Nancy Huston est, à mon humble avis, une écrivaine du calibre d’un prix Nobel. Son œuvre est belle et exigeante. Parfois déroutante. Mais on ne regrette jamais de s’être rendu au bout de notre lecture. Instruments des ténèbres est de cette eau.
Le propos
Nadia est écrivaine. Américaine, divorcée et révoltée. Elle a d’ailleurs transformé son prénom en Nada — « rien » en espagnol. Elle écrit l’histoire de Barbe et Barnabé, des jumeaux qui, au Moyen Âge, connaîtront un destin mouvementé. Les jumeaux seront séparés à la naissance en raison de la mort de leur mère. Barnabé sera élevé dans un couvent et deviendra moine tandis que Barbe errera de famille en famille et sera soupçonnée de sorcellerie, ce qui, à l’époque, menait droit au bûcher. En parallèle, Nadia-Nada livre ses réflexions sur l’écriture, l’inspiration dans un registre sulfureux, où les sorcières et les démons font le lien avec les superstitions moyenâgeuses. Petit à petit, on en apprend davantage sur son père, contrôlant, alcoolique et violent, qui a anéanti la carrière de sa femme, violoniste de concert. Et sur elle-même, car Nadia aussi était jumelle d’un frère mort à la naissance.
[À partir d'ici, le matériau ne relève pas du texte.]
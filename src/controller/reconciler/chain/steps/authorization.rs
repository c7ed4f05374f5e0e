//! # Authorization Services
//!
//! Scopes, resources, policies and permissions of the client's resource server,
//! each synced by its own step in that order so later kinds can refer to
//! earlier ones by name.
//!
//! Keycloak creates `Default Resource`, `Default Policy` and `Default Permission`
//! with every resource server; those are never deleted.

use crate::constants::{DEFAULT_PERMISSION_NAME, DEFAULT_POLICY_NAME, DEFAULT_RESOURCE_NAME};
use crate::controller::reconciler::chain::context::client_resolver;
use crate::controller::reconciler::chain::convert::{
    convert_permission, convert_policy, convert_resource,
};
use crate::controller::reconciler::chain::diff_sync::{RemoteEntry, SyncTarget};
use crate::controller::reconciler::chain::error::SyncError;
use crate::controller::reconciler::chain::resolver::Resolver;
use crate::controller::reconciler::chain::steps::sync_collection;
use crate::controller::reconciler::chain::{ChainContext, SyncStep};
use crate::controller::reconciler::status::{StepKey, SyncOutcome};
use crate::crd::{Authorization, KeycloakClient, Permission, Policy, Resource};
use crate::keycloak::{
    KeycloakApi, KeycloakError, PermissionRepresentation, PolicyRepresentation,
    ResourceRepresentation, ScopeRepresentation,
};
use async_trait::async_trait;

const NOT_CONFIGURED: &str = "authorization services are not configured";

/// Client-scoped handles every authorization target needs
struct ResourceServer<'a> {
    api: &'a dyn KeycloakApi,
    realm: &'a str,
    client_uuid: &'a str,
    resolver: Resolver<'a>,
}

impl<'a> ResourceServer<'a> {
    fn of(ctx: &'a ChainContext<'_>) -> Result<Self, SyncError> {
        Ok(Self {
            api: ctx.api(),
            realm: ctx.realm(),
            client_uuid: ctx.client_uuid()?,
            resolver: client_resolver(ctx)?,
        })
    }
}

fn authorization(document: &KeycloakClient) -> Option<&Authorization> {
    document.spec.authorization.as_ref()
}

// Scopes

#[derive(Debug, Clone, Copy, Default)]
pub struct AuthorizationScopesStep;

#[async_trait]
impl SyncStep for AuthorizationScopesStep {
    fn key(&self) -> StepKey {
        StepKey::AuthorizationScopes
    }

    async fn sync(
        &self,
        ctx: &mut ChainContext<'_>,
        document: &KeycloakClient,
    ) -> Result<SyncOutcome, SyncError> {
        let Some(authorization) = authorization(document) else {
            return Ok(SyncOutcome::not_configured(NOT_CONFIGURED));
        };
        let target = ScopeTarget(ResourceServer::of(ctx)?);
        sync_collection(
            &target,
            &authorization.scopes,
            ctx.strategy(),
            "authorization scopes",
        )
        .await
    }
}

struct ScopeTarget<'a>(ResourceServer<'a>);

#[async_trait]
impl SyncTarget for ScopeTarget<'_> {
    type Desired = String;
    type Payload = ScopeRepresentation;

    fn kind(&self) -> &'static str {
        "authorization scope"
    }

    fn desired_name<'d>(&self, desired: &'d String) -> &'d str {
        desired
    }

    async fn list(&self) -> Result<Vec<RemoteEntry>, KeycloakError> {
        let server = &self.0;
        let scopes = server
            .api
            .list_authz_scopes(server.realm, server.client_uuid)
            .await?;
        Ok(scopes
            .into_iter()
            .filter_map(|scope| scope.id.map(|id| RemoteEntry::new(id, scope.name)))
            .collect())
    }

    async fn convert(&self, desired: &String) -> Result<ScopeRepresentation, SyncError> {
        Ok(ScopeRepresentation {
            id: None,
            name: desired.clone(),
            display_name: None,
        })
    }

    async fn create(&self, payload: &ScopeRepresentation) -> Result<(), KeycloakError> {
        let server = &self.0;
        server
            .api
            .create_authz_scope(server.realm, server.client_uuid, payload)
            .await
    }

    async fn update(&self, id: &str, payload: &ScopeRepresentation) -> Result<(), KeycloakError> {
        let server = &self.0;
        let scope = ScopeRepresentation {
            id: Some(id.to_string()),
            ..payload.clone()
        };
        server
            .api
            .update_authz_scope(server.realm, server.client_uuid, id, &scope)
            .await
    }

    async fn delete(&self, entry: &RemoteEntry) -> Result<(), KeycloakError> {
        let server = &self.0;
        server
            .api
            .delete_authz_scope(server.realm, server.client_uuid, &entry.id)
            .await
    }
}

// Resources

#[derive(Debug, Clone, Copy, Default)]
pub struct AuthorizationResourcesStep;

#[async_trait]
impl SyncStep for AuthorizationResourcesStep {
    fn key(&self) -> StepKey {
        StepKey::Resources
    }

    async fn sync(
        &self,
        ctx: &mut ChainContext<'_>,
        document: &KeycloakClient,
    ) -> Result<SyncOutcome, SyncError> {
        let Some(authorization) = authorization(document) else {
            return Ok(SyncOutcome::not_configured(NOT_CONFIGURED));
        };
        let target = ResourceTarget(ResourceServer::of(ctx)?);
        sync_collection(
            &target,
            &authorization.resources,
            ctx.strategy(),
            "authorization resources",
        )
        .await
    }
}

struct ResourceTarget<'a>(ResourceServer<'a>);

#[async_trait]
impl SyncTarget for ResourceTarget<'_> {
    type Desired = Resource;
    type Payload = ResourceRepresentation;

    fn kind(&self) -> &'static str {
        "authorization resource"
    }

    fn protected_names(&self) -> &'static [&'static str] {
        &[DEFAULT_RESOURCE_NAME]
    }

    fn desired_name<'d>(&self, desired: &'d Resource) -> &'d str {
        &desired.name
    }

    async fn list(&self) -> Result<Vec<RemoteEntry>, KeycloakError> {
        let server = &self.0;
        let resources = server
            .api
            .list_resources(server.realm, server.client_uuid)
            .await?;
        Ok(resources
            .into_iter()
            .filter_map(|resource| resource.id.map(|id| RemoteEntry::new(id, resource.name)))
            .collect())
    }

    async fn convert(&self, desired: &Resource) -> Result<ResourceRepresentation, SyncError> {
        convert_resource(&self.0.resolver, desired).await
    }

    async fn create(&self, payload: &ResourceRepresentation) -> Result<(), KeycloakError> {
        let server = &self.0;
        server
            .api
            .create_resource(server.realm, server.client_uuid, payload)
            .await
    }

    async fn update(&self, id: &str, payload: &ResourceRepresentation) -> Result<(), KeycloakError> {
        let server = &self.0;
        let resource = ResourceRepresentation {
            id: Some(id.to_string()),
            ..payload.clone()
        };
        server
            .api
            .update_resource(server.realm, server.client_uuid, id, &resource)
            .await
    }

    async fn delete(&self, entry: &RemoteEntry) -> Result<(), KeycloakError> {
        let server = &self.0;
        server
            .api
            .delete_resource(server.realm, server.client_uuid, &entry.id)
            .await
    }
}

// Policies

#[derive(Debug, Clone, Copy, Default)]
pub struct AuthorizationPoliciesStep;

#[async_trait]
impl SyncStep for AuthorizationPoliciesStep {
    fn key(&self) -> StepKey {
        StepKey::Policies
    }

    async fn sync(
        &self,
        ctx: &mut ChainContext<'_>,
        document: &KeycloakClient,
    ) -> Result<SyncOutcome, SyncError> {
        let Some(authorization) = authorization(document) else {
            return Ok(SyncOutcome::not_configured(NOT_CONFIGURED));
        };
        let target = PolicyTarget(ResourceServer::of(ctx)?);
        sync_collection(
            &target,
            &authorization.policies,
            ctx.strategy(),
            "authorization policies",
        )
        .await
    }
}

struct PolicyTarget<'a>(ResourceServer<'a>);

#[async_trait]
impl SyncTarget for PolicyTarget<'_> {
    type Desired = Policy;
    type Payload = PolicyRepresentation;

    fn kind(&self) -> &'static str {
        "policy"
    }

    fn protected_names(&self) -> &'static [&'static str] {
        &[DEFAULT_POLICY_NAME]
    }

    fn desired_name<'d>(&self, desired: &'d Policy) -> &'d str {
        &desired.name
    }

    async fn list(&self) -> Result<Vec<RemoteEntry>, KeycloakError> {
        let server = &self.0;
        let policies = server
            .api
            .list_policies(server.realm, server.client_uuid)
            .await?;
        Ok(policies
            .into_iter()
            .filter_map(|policy| policy.id.map(|id| RemoteEntry::new(id, policy.name)))
            .collect())
    }

    async fn convert(&self, desired: &Policy) -> Result<PolicyRepresentation, SyncError> {
        convert_policy(&self.0.resolver, desired).await
    }

    async fn create(&self, payload: &PolicyRepresentation) -> Result<(), KeycloakError> {
        let server = &self.0;
        server
            .api
            .create_policy(server.realm, server.client_uuid, payload)
            .await
    }

    async fn update(&self, id: &str, payload: &PolicyRepresentation) -> Result<(), KeycloakError> {
        let server = &self.0;
        let policy = PolicyRepresentation {
            id: Some(id.to_string()),
            ..payload.clone()
        };
        server
            .api
            .update_policy(server.realm, server.client_uuid, id, &policy)
            .await
    }

    async fn delete(&self, entry: &RemoteEntry) -> Result<(), KeycloakError> {
        let server = &self.0;
        server
            .api
            .delete_policy(server.realm, server.client_uuid, &entry.id)
            .await
    }
}

// Permissions

#[derive(Debug, Clone, Copy, Default)]
pub struct AuthorizationPermissionsStep;

#[async_trait]
impl SyncStep for AuthorizationPermissionsStep {
    fn key(&self) -> StepKey {
        StepKey::Permissions
    }

    async fn sync(
        &self,
        ctx: &mut ChainContext<'_>,
        document: &KeycloakClient,
    ) -> Result<SyncOutcome, SyncError> {
        let Some(authorization) = authorization(document) else {
            return Ok(SyncOutcome::not_configured(NOT_CONFIGURED));
        };
        let target = PermissionTarget(ResourceServer::of(ctx)?);
        sync_collection(
            &target,
            &authorization.permissions,
            ctx.strategy(),
            "authorization permissions",
        )
        .await
    }
}

struct PermissionTarget<'a>(ResourceServer<'a>);

#[async_trait]
impl SyncTarget for PermissionTarget<'_> {
    type Desired = Permission;
    type Payload = PermissionRepresentation;

    fn kind(&self) -> &'static str {
        "permission"
    }

    fn protected_names(&self) -> &'static [&'static str] {
        &[DEFAULT_PERMISSION_NAME]
    }

    fn desired_name<'d>(&self, desired: &'d Permission) -> &'d str {
        &desired.name
    }

    async fn list(&self) -> Result<Vec<RemoteEntry>, KeycloakError> {
        let server = &self.0;
        let permissions = server
            .api
            .list_permissions(server.realm, server.client_uuid)
            .await?;
        Ok(permissions
            .into_iter()
            .filter_map(|permission| {
                permission
                    .id
                    .map(|id| RemoteEntry::new(id, permission.name))
            })
            .collect())
    }

    async fn convert(&self, desired: &Permission) -> Result<PermissionRepresentation, SyncError> {
        convert_permission(&self.0.resolver, desired).await
    }

    async fn create(&self, payload: &PermissionRepresentation) -> Result<(), KeycloakError> {
        let server = &self.0;
        server
            .api
            .create_permission(server.realm, server.client_uuid, payload)
            .await
    }

    async fn update(
        &self,
        id: &str,
        payload: &PermissionRepresentation,
    ) -> Result<(), KeycloakError> {
        let server = &self.0;
        let permission = PermissionRepresentation {
            id: Some(id.to_string()),
            ..payload.clone()
        };
        server
            .api
            .update_permission(server.realm, server.client_uuid, id, &permission)
            .await
    }

    async fn delete(&self, entry: &RemoteEntry) -> Result<(), KeycloakError> {
        let server = &self.0;
        server
            .api
            .delete_permission(server.realm, server.client_uuid, &entry.id)
            .await
    }
}
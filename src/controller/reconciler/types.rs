//! # Types
//!
//! Core types for the reconciler.

use crate::config::ControllerConfig;
use crate::keycloak::KeycloakConnector;
use kube::Client;
use std::sync::Arc;
use thiserror::Error;

#[derive(Debug, Error)]
pub enum ReconcilerError {
    #[error("Reconciliation failed: {0:#}")]
    ReconciliationFailed(#[from] anyhow::Error),
}

/// Why a reconciliation was started
#[derive(Debug, Clone, Copy, PartialEq, Eq)]
pub enum TriggerSource {
    /// The reconcile annotation is present
    ManualAnnotation,
    /// `nextReconcileTime` has passed
    Scheduled,
    /// `metadata.generation` moved, or the document was never reconciled
    SpecChange,
    /// The document is being deleted
    Deletion,
    /// Controller startup pass over existing documents
    Startup,
}

impl TriggerSource {
    #[must_use]
    pub fn as_str(&self) -> &'static str {
        match self {
            TriggerSource::ManualAnnotation => "manual-annotation",
            TriggerSource::Scheduled => "scheduled",
            TriggerSource::SpecChange => "spec-change",
            TriggerSource::Deletion => "deletion",
            TriggerSource::Startup => "startup",
        }
    }
}

/// Shared context handed to every reconciliation
#[derive(Clone)]
pub struct Reconciler {
    pub client: Client,
    /// Opens an authenticated Keycloak session per attempt
    pub connector: Arc<dyn KeycloakConnector>,
    pub config: ControllerConfig,
}

impl std::fmt::Debug for Reconciler {
    fn fmt(&self, f: &mut std::fmt::Formatter<'_>) -> std::fmt::Result {
        f.debug_struct("Reconciler")
            .field("config", &self.config)
            .finish_non_exhaustive()
    }
}

impl Reconciler {
    #[must_use]
    pub fn new(
        client: Client,
        connector: Arc<dyn KeycloakConnector>,
        config: ControllerConfig,
    ) -> Self {
        Self {
            client,
            connector,
            config,
        }
    }
}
Ces deux histoires imbriquées l’une dans l’autre parlent de ce qui échappe à notre contrôle, l’inspiration, oui, mais surtout l’attachement, le détachement, le désir, l’amour, l’asservissement. Ça parle aussi de rémission, de résilience et d’affranchissement. C’est noir et lumineux.
Ce bref compte rendu ne rend pas justice à une oeuvre complexe et touffue, à une écriture belle et rigoureuse. Jugez-en par vous-mêmes.
L’échantillon
Après notre séparation à l’aéroport, il était avec moi en permanence. Il m’habitait, m’accompagnait, invisible mais présent, je regardais le monde à travers ses yeux et du coup j’aimais mieux ma vie, moi-même, voire mon mari ; savoir que Juan respirait, quelque part sur la même Terre que moi, conférait à chacun de mes gestes un sens supplémentaire. (p. 239)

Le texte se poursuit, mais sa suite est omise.